Required work:
Output only the lines from the start of the entries through the line holding "session.touch();". Each line must match the original exactly.

[Items from a data source]
══════════

/// Deliver one client message.
async fn post_message(
    State(state): State<HttpState>,
    Query(query): Query<SessionQuery>,
    headers: HeaderMap,
    body: Bytes,
) -> Response {
    if !state.policy.authorize(&headers) {
        return StatusCode::UNAUTHORIZED.into_response();
    }

    let message = match codec::decode(&body) {
        Ok(message) => message,
        Err(e) => {
            debug!("Rejecting malformed POST body: {}", e);
            return decode_failure(e);
        }
    };

    let (id, session) = match requested_session(&headers, &query) {
        Some(id) => match state.lookup(&id) {
            Some(session) => (id, session),
            None => return StatusCode::NOT_FOUND.into_response(),
        },
        None => match state.open_session().await {
            Ok(opened) => opened,
            Err(status) => return status.into_response(),
        },
    };

    session.touch();
    if session.inbound.send(Inbound::Message(message)).await.is_err() {
        state.sessions.remove(&id);
        return StatusCode::GONE.into_response();
    }

    (StatusCode::ACCEPTED, session_header(&id)).into_response()
}

fn event_stream(
    queue: OutboundQueue,
    guard: StreamGuard,
    first: Option<SseEvent>,
) -> impl Stream<Item = std::result::Result<SseEvent, Infallible>> {
    let messages = futures::stream::unfold((queue, guard), |(mut queue, guard)| async move {
        let message = queue.next().await?;
        let event = match codec::encode_to_string(&message) {
            Ok(data) => SseEvent::default().event("message").data(data),
            Err(e) => SseEvent::default().event("error").data(e.to_string()),
        };
        Some((Ok(event), (queue, guard)))
    });
    futures::stream::iter(first.map(Ok)).chain(messages)
}

/// Attach a session's event stream, or open a session via the SSE handshake.
async fn open_stream(
    State(state): State<HttpState>,
    Query(query): Query<SessionQuery>,
    headers: HeaderMap,
) -> Response {
    if !state.policy.authorize(&headers) {
        return StatusCode::UNAUTHORIZED.into_response();
    }

    let (id, session, first) = match requested_session(&headers, &query) {
        Some(id) => match state.lookup(&id) {
            Some(session) => (id, session, None),
            None => return StatusCode::NOT_FOUND.into_response(),
        },
        None => match state.open_session().await {
            Ok((id, session)) => {
                let endpoint = format!("{}?session_id={}", state.path, id);
                (id, session, Some(SseEvent::default().event("endpoint").data(endpoint)))
            }
            Err(status) => return status.into_response(),
        },
    };

    let Some(queue) = session.take_stream() else {
        return StatusCode::CONFLICT.into_response();
    };
    debug!("Event stream attached to session {}", id);

    let guard = StreamGuard {
        sessions: state.sessions.clone(),
        id: id.clone(),
    };
    let sse = Sse::new(event_stream(queue, guard, first)).keep_alive(KeepAlive::default());
    (session_header(&id), sse).into_response()
}

/// Close a session from the client side.
async fn delete_session(
    State(state): State<HttpState>,
    Query(query): Query<SessionQuery>,
    headers: HeaderMap,
) -> StatusCode {
    if !state.policy.authorize(&headers) {
        return StatusCode::UNAUTHORIZED;
    }
    let Some(id) = requested_session(&headers, &query) else {
        return StatusCode::BAD_REQUEST;
    };
    match state.sessions.remove(&id) {
        Some(_) => {
            info!("Client closed HTTP session {}", id);
            StatusCode::NO_CONTENT
        }
        None => StatusCode::NOT_FOUND,
    }
}

/// Health check endpoint.
async fn health_check(State(state): State<HttpState>) -> impl IntoResponse {
    Json(serde_json::json!({
        "status": "ok",
        "version": crate::VERSION,
        "sessions": state.sessions.len(),
    }))
}

/// Prometheus metrics endpoint.
async fn render_metrics(State(state): State<HttpState>) -> Response {
    match &state.metrics {
        Some(handle) => handle.render().into_response(),
        None => StatusCode::NOT_FOUND.into_response(),
    }
}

══════════

Output of the task:
/// Deliver one client message.
async fn post_message(
    State(state): State<HttpState>,
    Query(query): Query<SessionQuery>,
    headers: HeaderMap,
    body: Bytes,
) -> Response {
    if !state.policy.authorize(&headers) {
        return StatusCode::UNAUTHORIZED.into_response();
    }

    let message = match codec::decode(&body) {
        Ok(message) => message,
        Err(e) => {
            debug!("Rejecting malformed POST body: {}", e);
            return decode_failure(e);
        }
    };

    let (id, session) = match requested_session(&headers, &query) {
        Some(id) => match state.lookup(&id) {
            Some(session) => (id, session),
            None => return StatusCode::NOT_FOUND.into_response(),
        },
        None => match state.open_session().await {
            Ok(opened) => opened,
            Err(status) => return status.into_response(),
        },
    };

    session.touch();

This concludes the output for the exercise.